Sunday, July 10, 2011

Fifth Day Observations

The weather people all said that we would have nice weather for the fifth full day of our vacation.

After so many mostly cloudy days punctuated with rain, we were kinda looking forward to that.

Alas, it was not to be....

Despite the gloom, we experienced our busiest day ever for visitors.

Here are the ones I managed to get pictures of:

We didn't get any pictures of the two deer we saw in the front yard of the house a few doors down to the east - nor did we get any pictures of the fox we saw wandering a condo development on the far side of Vermilion. We thought it was a dog at first. Although I'd never seen one before it became pretty obvious what it was as it darted across the street in front of us and disappeared behind some bushes. How odd to see my first one in a heavily developed area nestled between a very busy road and the lake.

I *did* manage to get a photo of these tracks on our beach - probably because they didn't try to run away from me:

I don't know what left them. They don't seem to match any of the tracks in my guidebooks. Unless someone tells me otherwise, I'm gonna say they were left by an extraterrestrial looking for women to nab and drag back to the home planet.

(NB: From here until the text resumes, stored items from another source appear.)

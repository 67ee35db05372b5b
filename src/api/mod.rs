pub mod cli;

use axum::{
    Router,
    extract::{Json, Query},
    http::{StatusCode, header},
    response::{IntoResponse, Response},
    routing::get,
};
use log::{info, warn};
use serde::{Deserialize, Serialize};
use std::net::SocketAddr;
use tokio::net::TcpListener;

use crate::core::{
    GoalOutcome, GoalParams, GoalSolveResult, InfeasibleReason, InflationParams,
    InflationResult, ProjectionParams, ProjectionResult, adjust_for_inflation, project,
    solve_required_contribution,
};
use cli::{
    HorizonArgs, InflationArgs, OutputFormat, ProjectArgs, SolveArgs, build_goal,
    build_inflation, build_projection,
};

#[derive(Debug, Serialize)]
#[serde(rename_all = "camelCase")]
pub(crate) struct ProjectResponse {
    years: u32,
    initial_capital: f64,
    #[serde(flatten)]
    result: ProjectionResult,
    yearly_values: Vec<f64>,
}

impl ProjectResponse {
    pub(crate) fn new(params: &ProjectionParams, result: ProjectionResult) -> Self {
        Self {
            years: params.years,
            initial_capital: params.initial_capital,
            yearly_values: result.yearly_values(),
            result,
        }
    }
}

#[derive(Debug, Serialize)]
#[serde(rename_all = "camelCase")]
pub(crate) struct GoalResponse {
    years: u32,
    target_value: f64,
    #[serde(flatten)]
    result: GoalSolveResult,
}

impl GoalResponse {
    pub(crate) fn new(params: &GoalParams, result: GoalSolveResult) -> Self {
        Self {
            years: params.years,
            target_value: params.target_value,
            result,
        }
    }
}

#[derive(Debug, Serialize)]
#[serde(rename_all = "camelCase")]
pub(crate) struct InflationResponse {
    amount: f64,
    annual_rate: f64,
    years: f64,
    adjusted_amount: f64,
}

impl InflationResponse {
    pub(crate) fn new(params: &InflationParams, result: InflationResult) -> Self {
        Self {
            amount: params.amount,
            annual_rate: params.annual_rate,
            years: params.years,
            adjusted_amount: result.adjusted_amount,
        }
    }
}

/// Rejects results that overflowed; JSON has no encoding for them.
fn ensure_finite(field: &str, values: impl IntoIterator<Item = f64>) -> Result<(), String> {
    if values.into_iter().all(f64::is_finite) {
        Ok(())
    } else {
        Err(format!(
            "{field} is not a finite number for these inputs; use a smaller rate or horizon"
        ))
    }
}

pub(crate) fn run_projection(params: &ProjectionParams) -> Result<ProjectResponse, String> {
    let result = project(params);
    ensure_finite(
        "terminal value",
        [result.terminal_value, result.total_contributed],
    )?;
    Ok(ProjectResponse::new(params, result))
}

pub(crate) fn run_goal(params: &GoalParams) -> Result<GoalResponse, String> {
    let result = solve_required_contribution(params);
    let outcome_value = match result.outcome {
        GoalOutcome::Found { terminal_value, .. }
        | GoalOutcome::Infeasible(InfeasibleReason::ExceedsTargetWithoutContributions {
            terminal_value,
        }) => terminal_value,
        GoalOutcome::Infeasible(_) => 0.0,
    };
    ensure_finite(
        "terminal value",
        result
            .iterations
            .iter()
            .map(|step| step.terminal_value)
            .chain([outcome_value, result.search_max]),
    )?;
    Ok(GoalResponse::new(params, result))
}

pub(crate) fn run_inflation(params: &InflationParams) -> Result<InflationResponse, String> {
    let result = adjust_for_inflation(params);
    ensure_finite("adjusted amount", [result.adjusted_amount])?;
    Ok(InflationResponse::new(params, result))
}

#[derive(Debug, Serialize)]
struct ErrorResponse {
    error: String,
}

#[derive(Debug, Default, Deserialize)]
#[serde(default, rename_all = "camelCase")]
struct ProjectPayload {
    initial_capital: Option<f64>,
    monthly_contribution: Option<f64>,
    contribution_growth: Option<f64>,
    return_rate: Option<f64>,
    years: Option<u32>,
    current_age: Option<u32>,
    retirement_age: Option<u32>,
}

#[derive(Debug, Default, Deserialize)]
#[serde(default, rename_all = "camelCase")]
struct SolvePayload {
    initial_capital: Option<f64>,
    target: Option<f64>,
    contribution_growth: Option<f64>,
    return_rate: Option<f64>,
    years: Option<u32>,
    current_age: Option<u32>,
    retirement_age: Option<u32>,
}

#[derive(Debug, Default, Deserialize)]
#[serde(default, rename_all = "camelCase")]
struct InflationPayload {
    amount: Option<f64>,
    rate: Option<f64>,
    years: Option<f64>,
    base_year: Option<i32>,
    target_year: Option<i32>,
}

fn default_horizon() -> HorizonArgs {
    HorizonArgs {
        years: None,
        current_age: Some(25),
        retirement_age: Some(65),
    }
}

fn default_project_args() -> ProjectArgs {
    ProjectArgs {
        initial_capital: 50_000.0,
        monthly_contribution: 5_000.0,
        contribution_growth: 10.0,
        return_rate: 9.0,
        horizon: default_horizon(),
        format: OutputFormat::Json,
    }
}

fn default_solve_args() -> SolveArgs {
    SolveArgs {
        initial_capital: 50_000.0,
        target: 6_000_000.0,
        contribution_growth: 0.0,
        return_rate: 9.0,
        horizon: default_horizon(),
        format: OutputFormat::Json,
    }
}

fn default_inflation_args() -> InflationArgs {
    InflationArgs {
        amount: 55_000_000.0,
        rate: 3.0,
        years: Some(31.0),
        base_year: None,
        target_year: None,
        format: OutputFormat::Json,
    }
}

fn apply_horizon(
    horizon: &mut HorizonArgs,
    years: Option<u32>,
    current_age: Option<u32>,
    retirement_age: Option<u32>,
) {
    if let Some(v) = years {
        *horizon = HorizonArgs {
            years: Some(v),
            ..HorizonArgs::default()
        };
    }
    if let Some(v) = current_age {
        horizon.current_age = Some(v);
    }
    if let Some(v) = retirement_age {
        horizon.retirement_age = Some(v);
    }
}

fn projection_from_payload(payload: ProjectPayload) -> Result<ProjectionParams, String> {
    let mut args = default_project_args();
    if let Some(v) = payload.initial_capital {
        args.initial_capital = v;
    }
    if let Some(v) = payload.monthly_contribution {
        args.monthly_contribution = v;
    }
    if let Some(v) = payload.contribution_growth {
        args.contribution_growth = v;
    }
    if let Some(v) = payload.return_rate {
        args.return_rate = v;
    }
    apply_horizon(
        &mut args.horizon,
        payload.years,
        payload.current_age,
        payload.retirement_age,
    );
    build_projection(&args)
}

fn goal_from_payload(payload: SolvePayload) -> Result<GoalParams, String> {
    let mut args = default_solve_args();
    if let Some(v) = payload.initial_capital {
        args.initial_capital = v;
    }
    if let Some(v) = payload.target {
        args.target = v;
    }
    if let Some(v) = payload.contribution_growth {
        args.contribution_growth = v;
    }
    if let Some(v) = payload.return_rate {
        args.return_rate = v;
    }
    apply_horizon(
        &mut args.horizon,
        payload.years,
        payload.current_age,
        payload.retirement_age,
    );
    build_goal(&args)
}

fn inflation_from_payload(payload: InflationPayload) -> Result<InflationParams, String> {
    let mut args = default_inflation_args();
    if let Some(v) = payload.amount {
        args.amount = v;
    }
    if let Some(v) = payload.rate {
        args.rate = v;
    }
    if payload.base_year.is_some() || payload.target_year.is_some() {
        args.years = None;
        args.base_year = payload.base_year;
        args.target_year = payload.target_year;
    }
    if let Some(v) = payload.years {
        args.years = Some(v);
    }
    build_inflation(&args)
}

pub async fn run_http_server(port: u16) -> std::io::Result<()> {
    let addr = SocketAddr::from(([0, 0, 0, 0], port));
    let app = router();

    let listener = TcpListener::bind(addr).await?;
    info!("nestegg HTTP API listening on http://{addr}");

    axum::serve(listener, app).await
}

fn router() -> Router {
    Router::new()
        .route(
            "/api/project",
            get(project_get_handler).post(project_post_handler),
        )
        .route("/api/solve", get(solve_get_handler).post(solve_post_handler))
        .route(
            "/api/inflation",
            get(inflation_get_handler).post(inflation_post_handler),
        )
        .fallback(not_found_handler)
}

async fn not_found_handler() -> Response {
    error_response(StatusCode::NOT_FOUND, "Not found")
}

async fn project_get_handler(Query(payload): Query<ProjectPayload>) -> Response {
    project_handler_impl(payload)
}

async fn project_post_handler(Json(payload): Json<ProjectPayload>) -> Response {
    project_handler_impl(payload)
}

async fn solve_get_handler(Query(payload): Query<SolvePayload>) -> Response {
    solve_handler_impl(payload)
}

async fn solve_post_handler(Json(payload): Json<SolvePayload>) -> Response {
    solve_handler_impl(payload)
}

async fn inflation_get_handler(Query(payload): Query<InflationPayload>) -> Response {
    inflation_handler_impl(payload)
}

async fn inflation_post_handler(Json(payload): Json<InflationPayload>) -> Response {
    inflation_handler_impl(payload)
}

fn project_handler_impl(payload: ProjectPayload) -> Response {
    match projection_from_payload(payload).and_then(|params| run_projection(&params)) {
        Ok(response) => json_response(StatusCode::OK, response),
        Err(msg) => bad_request(&msg),
    }
}

fn solve_handler_impl(payload: SolvePayload) -> Response {
    match goal_from_payload(payload).and_then(|params| run_goal(&params)) {
        Ok(response) => json_response(StatusCode::OK, response),
        Err(msg) => bad_request(&msg),
    }
}

fn inflation_handler_impl(payload: InflationPayload) -> Response {
    match inflation_from_payload(payload).and_then(|params| run_inflation(&params)) {
        Ok(response) => json_response(StatusCode::OK, response),
        Err(msg) => bad_request(&msg),
    }
}

fn json_response<T: Serialize>(status: StatusCode, body: T) -> Response {
    let mut response = (status, Json(body)).into_response();
    response.headers_mut().insert(
        header::CACHE_CONTROL,
        header::HeaderValue::from_static("no-store"),
    );
    response
}

fn bad_request(msg: &str) -> Response {
    warn!("rejected request: {msg}");
    error_response(StatusCode::BAD_REQUEST, msg)
}

fn error_response(status: StatusCode, msg: &str) -> Response {
    json_response(
        status,
        ErrorResponse {
            error: msg.to_string(),
        },
    )
}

The animals (and possible aliens) weren't the only things that the weather failed to keep inside. I think we saw more boats go by on this day than on other other.

Here are some of them:

When the haze momentarily disappeared I also managed to get my best photo of Huron (still some 6 miles away):

This is what things looked like from our deck as afternoon turned into evening:

That tree line you might be able to see in the far distance might be Marblehead (16 miles away) and/or Kellys Island (20 miles away). I don't think it's Canada's Pelee Island (23+ miles away) but I suppose it's possible.

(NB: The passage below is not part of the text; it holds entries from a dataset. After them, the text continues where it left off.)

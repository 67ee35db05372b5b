use super::types::{InflationParams, InflationResult};

/// Discounts `amount` by `annual_rate` over `years`. Negative years compound forward.
pub fn adjust_for_inflation(params: &InflationParams) -> InflationResult {
    InflationResult {
        adjusted_amount: params.amount / (1.0 + params.annual_rate).powf(params.years),
    }
}
mod engine;
mod error;
mod inflation;
mod solver;
mod types;

pub use engine::{monthly_rate, project, terminal_value};
pub use error::{InputError, InputResult, MAX_YEARS};
pub use inflation::adjust_for_inflation;
pub use solver::{solve_required_contribution, solve_with_config};
pub use types::{
    GoalOutcome, GoalParams, GoalSolveIteration, GoalSolveResult, InfeasibleReason,
    InflationParams, InflationResult, MAX_SOLVER_ITERATIONS, MONTHS_PER_YEAR, ProjectionParams, ProjectionResult,
    SolverConfig,
};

I thought I learned somewhere along the way that the horizon is more or less 18 miles away but of course a lot depends on A) Your height and B) The height of whatever might be projecting above the horizon. One site I found gives the formulas for figuring things out. Assuming that my eye was 30 feet above the level of the water, the horizon was a mere 6.4 nautical miles away - which seems terribly low to me, given my map calculations. Assuming that I was 40 feet up only boosts the distance to 7.4 nautical miles. Erggh....

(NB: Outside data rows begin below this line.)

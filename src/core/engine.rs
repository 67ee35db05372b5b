use super::types::{MONTHS_PER_YEAR, ProjectionParams, ProjectionResult};

/// Monthly rate that compounds to `annual_rate` over twelve months.
pub fn monthly_rate(annual_rate: f64) -> f64 {
    (1.0 + annual_rate).powf(1.0 / f64::from(MONTHS_PER_YEAR)) - 1.0
}

#[derive(Debug, Clone, Copy)]
struct MonthStep {
    balance: f64,
    contribution_paid: f64,
}

/// Month-by-month balance recurrence. Each step grows the balance first and
/// then adds the contribution due for that month.
#[derive(Debug)]
struct Accumulation {
    balance: f64,
    contribution: f64,
    return_factor: f64,
    growth_factor: f64,
    remaining: usize,
}

impl Accumulation {
    fn new(params: &ProjectionParams) -> Self {
        Self {
            balance: params.initial_capital,
            contribution: params.initial_monthly_contribution,
            return_factor: 1.0 + monthly_rate(params.annual_return_rate),
            growth_factor: 1.0 + monthly_rate(params.contribution_growth_rate),
            remaining: params.months(),
        }
    }
}

impl Iterator for Accumulation {
    type Item = MonthStep;

    fn next(&mut self) -> Option<MonthStep> {
        if self.remaining == 0 {
            return None;
        }
        self.remaining -= 1;

        let contribution_paid = self.contribution;
        self.balance = self.balance * self.return_factor + contribution_paid;
        self.contribution *= self.growth_factor;

        Some(MonthStep {
            balance: self.balance,
            contribution_paid,
        })
    }

    fn size_hint(&self) -> (usize, Option<usize>) {
        (self.remaining, Some(self.remaining))
    }
}

pub fn project(params: &ProjectionParams) -> ProjectionResult {
    let mut series = Vec::with_capacity(params.months());
    let mut total_contributed = 0.0;
    for step in Accumulation::new(params) {
        total_contributed += step.contribution_paid;
        series.push(step.balance);
    }

    ProjectionResult {
        terminal_value: series.last().copied().unwrap_or(params.initial_capital),
        total_contributed,
        series,
    }
}

/// Terminal balance only; same recurrence as [`project`] without keeping the series.
pub fn terminal_value(params: &ProjectionParams) -> f64 {
    Accumulation::new(params)
        .last()
        .map(|step| step.balance)
        .unwrap_or(params.initial_capital)
}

Assuming that the trees on the islands were 50 feet tall, however, seems to mean that they could have been as far away as 16 nautical miles. Nautical miles are about 15% longer than regular miles, though, so... things still aren't working out right.

Maybe I was actually standing higher than I thought. Or maybe my map calculations are wrong. Or maybe the map makers and the formula posters and everyone else is part of a long-standing conspiracy by the rest of the world to keep me permanently uncertain of my location.

At least I'm on dry land and not out on the lake trying to find my way back to port....


  1. Raccoon.

    I've been well. A nine-month old walker keeps one very, very busy. As I type, I have to pause to keep him from bumping his head on the computer desk. He has also figured out how to get the batteries out of the remotes. He's a sweet baby, but a lot of work. I suppose all babies are.

  2. You could use Google Earth to fly a few hundred feet over your beach location in the direction you were looking and see what stands out on the horizon.
    It's almost as much fun as renting an airplane tour with no risk of dying in a crash, tho Google Earth DOES crash from time to time. Plus it costs less and is less likely to make you barf.

  3. NICE camera work of those critters! And the clouds! And the boats! (We may have to start calling YOU Winslow!)